*** Opening Input material ***

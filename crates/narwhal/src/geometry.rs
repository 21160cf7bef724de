//! Shortest-path geometry on a bounded or toroidal grid.
//!
//! All functions are pure; the only state is the grid extent, dimensionality and the toroidal
//! flag. Positions are `nalgebra` vectors; in 2D the `z` component is ignored and kept at zero.

use crate::config::GridConfig;
use crate::rng::XorShift64Star;
use nalgebra as na;

pub type Position = na::Vector3<f64>;

/// A displacement as magnitude plus direction angles.
///
/// `xy_angle` is the heading in the XY plane (`atan2(dy, dx)`); `xz_angle` is the elevation out of
/// the XY plane (`atan2(dz, hypot(dx, dy))`) and stays 0 in 2D.
#[derive(Debug, Clone, Copy, PartialEq)]
pub struct DirectionVector {
    pub length: f64,
    pub xy_angle: f64,
    pub xz_angle: f64,
}

impl DirectionVector {
    pub const ZERO: Self = Self {
        length: 0.0,
        xy_angle: 0.0,
        xz_angle: 0.0,
    };

    pub fn from_components(dx: f64, dy: f64, dz: f64) -> Self {
        let planar = dx.hypot(dy);
        Self {
            length: (planar * planar + dz * dz).sqrt(),
            xy_angle: stable_atan2(dy, dx),
            xz_angle: stable_atan2(dz, planar),
        }
    }

    pub fn from_vector(v: &Position) -> Self {
        Self::from_components(v.x, v.y, v.z)
    }

    pub fn to_vector(&self) -> Position {
        let planar = self.length * self.xz_angle.cos();
        Position::new(
            planar * self.xy_angle.cos(),
            planar * self.xy_angle.sin(),
            self.length * self.xz_angle.sin(),
        )
    }

    /// Same direction, new magnitude.
    pub fn with_length(self, length: f64) -> Self {
        Self { length, ..self }
    }

    /// Limits the magnitude to `±max`, keeping the direction.
    pub fn clamp_length(self, max: f64) -> Self {
        if self.length > max {
            self.with_length(max)
        } else if self.length < -max {
            self.with_length(-max)
        } else {
            self
        }
    }

    /// Unit vector along the direction angles.
    ///
    /// A zero-length vector still has angles (both 0 for a zero delta), so coincident points get
    /// the `+x` direction instead of none.
    pub fn unit(&self) -> Position {
        self.with_length(1.0).to_vector()
    }
}

// A zero delta must read as angle 0 so the resulting direction stays well-defined.
fn stable_atan2(y: f64, x: f64) -> f64 {
    if y == 0.0 && x == 0.0 {
        0.0
    } else {
        y.atan2(x)
    }
}

#[derive(Debug, Clone, PartialEq)]
pub struct Geometry {
    extents: [f64; 3],
    axes: usize,
    toroidal: bool,
}

impl Geometry {
    pub fn new(extents: [f64; 3], axes: usize, toroidal: bool) -> Self {
        Self {
            extents,
            axes: axes.clamp(1, 3),
            toroidal,
        }
    }

    pub fn from_grid(grid: &GridConfig) -> Self {
        Self::new(grid.extents(), grid.axes(), grid.toroidal)
    }

    pub fn extents(&self) -> [f64; 3] {
        self.extents
    }

    pub fn axes(&self) -> usize {
        self.axes
    }

    pub fn is_toroidal(&self) -> bool {
        self.toroidal
    }

    /// Shortest vector from `from` to `to` under the grid's own wrap rule.
    pub fn distance(&self, from: &Position, to: &Position) -> DirectionVector {
        self.distance_with(from, to, self.toroidal)
    }

    /// Shortest vector from `from` to `to`, wrapping across edges when `toroidal` is set.
    pub fn distance_with(&self, from: &Position, to: &Position, toroidal: bool) -> DirectionVector {
        let d = self.delta_with(from, to, toroidal);
        DirectionVector::from_components(d.x, d.y, d.z)
    }

    /// Direct vector ignoring any wrap-around.
    pub fn absolute_distance(&self, from: &Position, to: &Position) -> DirectionVector {
        self.distance_with(from, to, false)
    }

    /// Per-axis shortest delta. Exactly half an extent does not wrap.
    pub fn delta_with(&self, from: &Position, to: &Position, toroidal: bool) -> Position {
        let mut out = Position::zeros();
        for axis in 0..self.axes {
            let raw = to[axis] - from[axis];
            let extent = self.extents[axis];
            out[axis] = if toroidal && raw.abs() > extent / 2.0 {
                raw - raw.signum() * extent
            } else {
                raw
            };
        }
        out
    }

    /// Maps a destination back into the grid.
    ///
    /// Toroidal grids fold every axis into `[0, extent)`, however many extents away the point
    /// is. Bounded grids clamp to `[0, extent]`.
    pub fn transpose_target(&self, point: &Position) -> Position {
        self.transpose_target_with(point, self.toroidal)
    }

    pub fn transpose_target_with(&self, point: &Position, toroidal: bool) -> Position {
        let mut out = Position::zeros();
        for axis in 0..self.axes {
            let extent = self.extents[axis];
            let v = point[axis];
            out[axis] = if toroidal {
                let folded = v.rem_euclid(extent);
                // `rem_euclid` can round a tiny negative value up to `extent` itself.
                if folded >= extent { 0.0 } else { folded }
            } else {
                v.clamp(0.0, extent)
            };
        }
        out
    }

    pub fn contains(&self, point: &Position) -> bool {
        (0..self.axes).all(|axis| point[axis] >= 0.0 && point[axis] <= self.extents[axis])
    }

    /// Length of a space diagonal across `cell` on the active axes.
    pub fn cell_diagonal(&self, cell: &[f64; 3]) -> f64 {
        (0..self.axes).map(|a| cell[a] * cell[a]).sum::<f64>().sqrt()
    }

    pub fn random_point(&self, rng: &mut XorShift64Star) -> Position {
        let mut out = Position::zeros();
        for axis in 0..self.axes {
            out[axis] = rng.next_f64_below(self.extents[axis]);
        }
        out
    }
}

*** Closing Input material ***

- [Exercise brief]
From the first line to the last, return the data exactly as written.

- [Your solution]
filename crates/narwhal/src/geometry.rs
repository 21160cf7bef724de
//! Shortest-path geometry on a bounded or toroidal grid.
//!
//! All functions are pure; the only state is the grid extent, dimensionality and the toroidal
//! flag. Positions are `nalgebra` vectors; in 2D the `z` component is ignored and kept at zero.

use crate::config::GridConfig;
use crate::rng::XorShift64Star;
use nalgebra as na;

pub type Position = na::Vector3<f64>;

/// A displacement as magnitude plus direction angles.
///
/// `xy_angle` is the heading in the XY plane (`atan2(dy, dx)`); `xz_angle` is the elevation out of
/// the XY plane (`atan2(dz, hypot(dx, dy))`) and stays 0 in 2D.
#[derive(Debug, Clone, Copy, PartialEq)]
pub struct DirectionVector {
    pub length: f64,
    pub xy_angle: f64,
    pub xz_angle: f64,
}

impl DirectionVector {
    pub const ZERO: Self = Self {
        length: 0.0,
        xy_angle: 0.0,
        xz_angle: 0.0,
    };

    pub fn from_components(dx: f64, dy: f64, dz: f64) -> Self {
        let planar = dx.hypot(dy);
        Self {
            length: (planar * planar + dz * dz).sqrt(),
            xy_angle: stable_atan2(dy, dx),
            xz_angle: stable_atan2(dz, planar),
        }
    }

    pub fn from_vector(v: &Position) -> Self {
        Self::from_components(v.x, v.y, v.z)
    }

    pub fn to_vector(&self) -> Position {
        let planar = self.length * self.xz_angle.cos();
        Position::new(
            planar * self.xy_angle.cos(),
            planar * self.xy_angle.sin(),
            self.length * self.xz_angle.sin(),
        )
    }

    /// Same direction, new magnitude.
    pub fn with_length(self, length: f64) -> Self {
        Self { length, ..self }
    }

    /// Limits the magnitude to `±max`, keeping the direction.
    pub fn clamp_length(self, max: f64) -> Self {
        if self.length > max {
            self.with_length(max)
        } else if self.length < -max {
            self.with_length(-max)
        } else {
            self
        }
    }

    /// Unit vector along the direction angles.
    ///
    /// A zero-length vector still has angles (both 0 for a zero delta), so coincident points get
    /// the `+x` direction instead of none.
    pub fn unit(&self) -> Position {
        self.with_length(1.0).to_vector()
    }
}

// A zero delta must read as angle 0 so the resulting direction stays well-defined.
fn stable_atan2(y: f64, x: f64) -> f64 {
    if y == 0.0 && x == 0.0 {
        0.0
    } else {
        y.atan2(x)
    }
}

#[derive(Debug, Clone, PartialEq)]
pub struct Geometry {
    extents: [f64; 3],
    axes: usize,
    toroidal: bool,
}

impl Geometry {
    pub fn new(extents: [f64; 3], axes: usize, toroidal: bool) -> Self {
        Self {
            extents,
            axes: axes.clamp(1, 3),
            toroidal,
        }
    }

    pub fn from_grid(grid: &GridConfig) -> Self {
        Self::new(grid.extents(), grid.axes(), grid.toroidal)
    }

    pub fn extents(&self) -> [f64; 3] {
        self.extents
    }

    pub fn axes(&self) -> usize {
        self.axes
    }

    pub fn is_toroidal(&self) -> bool {
        self.toroidal
    }

    /// Shortest vector from `from` to `to` under the grid's own wrap rule.
    pub fn distance(&self, from: &Position, to: &Position) -> DirectionVector {
        self.distance_with(from, to, self.toroidal)
    }

    /// Shortest vector from `from` to `to`, wrapping across edges when `toroidal` is set.
    pub fn distance_with(&self, from: &Position, to: &Position, toroidal: bool) -> DirectionVector {
        let d = self.delta_with(from, to, toroidal);
        DirectionVector::from_components(d.x, d.y, d.z)
    }

    /// Direct vector ignoring any wrap-around.
    pub fn absolute_distance(&self, from: &Position, to: &Position) -> DirectionVector {
        self.distance_with(from, to, false)
    }

    /// Per-axis shortest delta. Exactly half an extent does not wrap.
    pub fn delta_with(&self, from: &Position, to: &Position, toroidal: bool) -> Position {
        let mut out = Position::zeros();
        for axis in 0..self.axes {
            let raw = to[axis] - from[axis];
            let extent = self.extents[axis];
            out[axis] = if toroidal && raw.abs() > extent / 2.0 {
                raw - raw.signum() * extent
            } else {
                raw
            };
        }
        out
    }

    /// Maps a destination back into the grid.
    ///
    /// Toroidal grids fold every axis into `[0, extent)`, however many extents away the point
    /// is. Bounded grids clamp to `[0, extent]`.
    pub fn transpose_target(&self, point: &Position) -> Position {
        self.transpose_target_with(point, self.toroidal)
    }

    pub fn transpose_target_with(&self, point: &Position, toroidal: bool) -> Position {
        let mut out = Position::zeros();
        for axis in 0..self.axes {
            let extent = self.extents[axis];
            let v = point[axis];
            out[axis] = if toroidal {
                let folded = v.rem_euclid(extent);
                // `rem_euclid` can round a tiny negative value up to `extent` itself.
                if folded >= extent { 0.0 } else { folded }
            } else {
                v.clamp(0.0, extent)
            };
        }
        out
    }

    pub fn contains(&self, point: &Position) -> bool {
        (0..self.axes).all(|axis| point[axis] >= 0.0 && point[axis] <= self.extents[axis])
    }

    /// Length of a space diagonal across `cell` on the active axes.
    pub fn cell_diagonal(&self, cell: &[f64; 3]) -> f64 {
        (0..self.axes).map(|a| cell[a] * cell[a]).sum::<f64>().sqrt()
    }

    pub fn random_point(&self, rng: &mut XorShift64Star) -> Position {
        let mut out = Position::zeros();
        for axis in 0..self.axes {
            out[axis] = rng.next_f64_below(self.extents[axis]);
        }
        out
    }
}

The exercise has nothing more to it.